Provided data:
//! Binary GMF (`.meshb`) encoding.
//!
//! A file is the code word `1`, the version, the `Dimension` keyword, then a
//! sequence of keyword records. Each record carries the offset of the next
//! one, so unknown keywords are skipped without being decoded. Files are
//! written little-endian; big-endian files are detected from the code word.

use std::io::Write;

use tetra_mesh::{Tetrahedron, TetMesh, Triangle, Vertex};
use tracing::trace;

use crate::error::{MeshIoError, Result};
use crate::format::{keyword, reference, vertex_index, Layout};

/// Byte cursor over a binary mesh.
struct Decoder<'a> {
    data: &'a [u8],
    pos: usize,
    big_endian: bool,
    layout: Layout,
}

impl Decoder<'_> {
    fn bytes<const N: usize>(&mut self) -> Result<[u8; N]> {
        let slice = self
            .data
            .get(self.pos..self.pos + N)
            .ok_or_else(|| MeshIoError::format(self.pos, "unexpected end of file"))?;
        let mut word = [0u8; N];
        word.copy_from_slice(slice);
        self.pos += N;
        Ok(word)
    }

    fn i32(&mut self) -> Result<i32> {
        let word = self.bytes()?;
        Ok(if self.big_endian {
            i32::from_be_bytes(word)
        } else {
            i32::from_le_bytes(word)
        })
    }

    fn i64(&mut self) -> Result<i64> {
        let word = self.bytes()?;
        Ok(if self.big_endian {
            i64::from_be_bytes(word)
        } else {
            i64::from_le_bytes(word)
        })
    }

    fn real(&mut self) -> Result<f64> {
        if self.layout.real_bytes() == 4 {
            let word = self.bytes()?;
            Ok(f64::from(if self.big_endian {
                f32::from_be_bytes(word)
            } else {
                f32::from_le_bytes(word)
            }))
        } else {
            let word = self.bytes()?;
            Ok(if self.big_endian {
                f64::from_be_bytes(word)
            } else {
                f64::from_le_bytes(word)
            })
        }
    }

    fn int(&mut self) -> Result<i64> {
        if self.layout.int_bytes() == 4 {
            self.i32().map(i64::from)
        } else {
            self.i64()
        }
    }

    fn unsigned(&mut self, bytes: usize, what: &str) -> Result<usize> {
        let at = self.pos;
        let value = if bytes == 4 {
            i64::from(self.i32()?)
        } else {
            self.i64()?
        };
        usize::try_from(value).map_err(|_| MeshIoError::format(at, format!("negative {what}")))
    }

    fn offset(&mut self) -> Result<usize> {
        self.unsigned(self.layout.offset_bytes(), "keyword offset")
    }

    /// Read a record count and check the block fits in the file.
    fn count(&mut self, record_bytes: usize, name: &str) -> Result<usize> {
        let at = self.pos;
        let count = self.unsigned(self.layout.count_bytes(), "record count")?;
        let remaining = self.data.len() - self.pos;
        if count.checked_mul(record_bytes).map_or(true, |n| n > remaining) {
            return Err(MeshIoError::format(
                at,
                format!("{name} block of {count} records is truncated"),
            ));
        }
        Ok(count)
    }

    fn vertices(&mut self) -> Result<Vec<Vertex>> {
        let count = self.count(self.layout.vertex_bytes(), "Vertices")?;
        let mut vertices = Vec::with_capacity(count);
        for _ in 0..count {
            let position = [self.real()?, self.real()?, self.real()?];
            let at = self.pos;
            vertices.push(Vertex::new(position, reference(self.int()?, at)?));
        }
        Ok(vertices)
    }

    /// `N` vertex indices followed by a reference, per record.
    fn elements<const N: usize>(&mut self, name: &str) -> Result<Vec<([u32; N], i32)>> {
        let count = self.count(self.layout.element_bytes(N), name)?;
        let mut elements = Vec::with_capacity(count);
        for _ in 0..count {
            let mut nodes = [0u32; N];
            for node in &mut nodes {
                let at = self.pos;
                *node = vertex_index(self.int()?, at)?;
            }
            let at = self.pos;
            elements.push((nodes, reference(self.int()?, at)?));
        }
        Ok(elements)
    }
}

/// Decode a binary mesh held in memory.
pub(crate) fn decode(data: &[u8]) -> Result<TetMesh> {
    let magic: [u8; 4] = data
        .get(..4)
        .and_then(|m| m.try_into().ok())
        .ok_or_else(|| MeshIoError::format(0, "file too short"))?;
    let big_endian = if i32::from_le_bytes(magic) == 1 {
        false
    } else if i32::from_be_bytes(magic) == 1 {
        true
    } else {
        return Err(MeshIoError::format(0, "not a binary GMF mesh"));
    };

    let mut decoder = Decoder {
        data,
        pos: 4,
        big_endian,
        layout: Layout { version: 1 },
    };
    let version = decoder.i32()?;
    decoder.layout = Layout::new(i64::from(version))?;

    let at = decoder.pos;
    if decoder.i32()? != keyword::DIMENSION {
        return Err(MeshIoError::format(at, "expected the Dimension keyword"));
    }
    decoder.offset()?;
    let dimension = decoder.i32()?;
    if dimension != 3 {
        return Err(MeshIoError::UnsupportedDimension(i64::from(dimension)));
    }

    let mut mesh = TetMesh::new(version);
    loop {
        let at = decoder.pos;
        if at == data.len() {
            break;
        }
        let code = decoder.i32()?;
        if code == keyword::END {
            break;
        }
        let next = decoder.offset()?;
        match code {
            keyword::VERTICES => mesh.vertices = decoder.vertices()?,
            keyword::TRIANGLES => {
                mesh.triangles = decoder
                    .elements::<3>("Triangles")?
                    .into_iter()
                    .map(|(nodes, reference)| Triangle::new(nodes, reference))
                    .collect();
            }
            keyword::TETRAHEDRA => {
                mesh.tetrahedra = decoder
                    .elements::<4>("Tetrahedra")?
                    .into_iter()
                    .map(|(nodes, reference)| Tetrahedron::new(nodes, reference))
                    .collect();
            }
            _ => trace!(code, offset = at, "skipping keyword"),
        }

        if next == 0 {
            break;
        }
        if next <= at || next > data.len() {
            return Err(MeshIoError::format(
                at,
                format!("keyword {code} points to invalid offset {next}"),
            ));
        }
        decoder.pos = next;
    }

    if mesh.vertices.is_empty() {
        return Err(MeshIoError::NoVertices);
    }
    Ok(mesh)
}

/// Word writer tracking its own byte offset.
pub(crate) struct Encoder<W: Write> {
    out: W,
    offset: u64,
    big_endian: bool,
    layout: Layout,
}

impl<W: Write> Encoder<W> {
    pub fn new(out: W, layout: Layout, big_endian: bool) -> Self {
        Self {
            out,
            offset: 0,
            big_endian,
            layout,
        }
    }

    fn put(&mut self, le: &[u8], be: &[u8]) -> Result<()> {
        self.out.write_all(if self.big_endian { be } else { le })?;
        self.offset += le.len() as u64;
        Ok(())
    }

    pub fn i32(&mut self, value: i32) -> Result<()> {
        self.put(&value.to_le_bytes(), &value.to_be_bytes())
    }

    pub fn i64(&mut self, value: i64) -> Result<()> {
        self.put(&value.to_le_bytes(), &value.to_be_bytes())
    }

    pub fn real(&mut self, value: f64) -> Result<()> {
        if self.layout.real_bytes() == 4 {
            let value = value as f32;
            self.put(&value.to_le_bytes(), &value.to_be_bytes())
        } else {
            self.put(&value.to_le_bytes(), &value.to_be_bytes())
        }
    }

    pub fn int(&mut self, value: i64) -> Result<()> {
        if self.layout.int_bytes() == 4 {
            let narrow = i32::try_from(value).map_err(|_| {
                MeshIoError::format(
                    self.offset as usize,
                    format!("{value} needs version 4 to be stored"),
                )
            })?;
            self.i32(narrow)
        } else {
            self.i64(value)
        }
    }

    fn sized(&mut self, value: u64, bytes: usize, what: &str) -> Result<()> {
        if bytes == 4 {
            let narrow = i32::try_from(value).map_err(|_| {
                MeshIoError::format(
                    self.offset as usize,
                    format!("{what} {value} does not fit version {}", self.layout.version),
                )
            })?;
            self.i32(narrow)
        } else {
            self.i64(value as i64)
        }
    }

    /// Write the offset of the next keyword, `0` for none.
    pub fn next_offset(&mut self, value: u64) -> Result<()> {
        self.sized(value, self.layout.offset_bytes(), "offset")
    }

    /// Write a keyword header for `count` records of `record_bytes` each.
    pub fn keyword(&mut self, code: i32, count: usize, record_bytes: usize) -> Result<()> {
        let layout = self.layout;
        let next = self.offset
            + 4
            + (layout.offset_bytes() + layout.count_bytes()) as u64
            + (count * record_bytes) as u64;
        self.i32(code)?;
        self.next_offset(next)?;
        self.sized(count as u64, layout.count_bytes(), "record count")
    }

    /// Write the code word, version and dimension.
    pub fn header(&mut self) -> Result<()> {
        self.i32(1)?;
        self.i32(self.layout.version)?;
        self.i32(keyword::DIMENSION)?;
        let next = self.offset + self.layout.offset_bytes() as u64 + 4;
        self.next_offset(next)?;
        self.i32(3)
    }

    pub fn end(&mut self) -> Result<()> {
        self.i32(keyword::END)?;
        self.next_offset(0)?;
        self.out.flush()?;
        Ok(())
    }
}

/// Encode `mesh` in binary form.
pub(crate) fn encode<W: Write>(mesh: &TetMesh, out: W) -> Result<()> {
    let layout = Layout::new(i64::from(mesh.version))?;
    let mut encoder = Encoder::new(out, layout, false);
    encoder.header()?;

    if !mesh.vertices.is_empty() {
        encoder.keyword(keyword::VERTICES, mesh.vertices.len(), layout.vertex_bytes())?;
        for vertex in &mesh.vertices {
            for &x in &vertex.position {
                encoder.real(x)?;
            }
            encoder.int(i64::from(vertex.reference))?;
        }
    }

    if !mesh.triangles.is_empty() {
        encoder.keyword(
            keyword::TRIANGLES,
            mesh.triangles.len(),
            layout.element_bytes(3),
        )?;
        for triangle in &mesh.triangles {
            for &v in &triangle.vertices {
                encoder.int(i64::from(v))?;
            }
            encoder.int(i64::from(triangle.reference))?;
        }
    }

    if !mesh.tetrahedra.is_empty() {
        encoder.keyword(
            keyword::TETRAHEDRA,
            mesh.tetrahedra.len(),
            layout.element_bytes(4),
        )?;
        for tet in &mesh.tetrahedra {
            for &v in &tet.vertices {
                encoder.int(i64::from(v))?;
            }
            encoder.int(i64::from(tet.reference))?;
        }
    }

    encoder.end()
}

Task instructions:
Taking the records above line by line, count those that hold the word "sized"; the number is the entire answer.

Response to this task:
3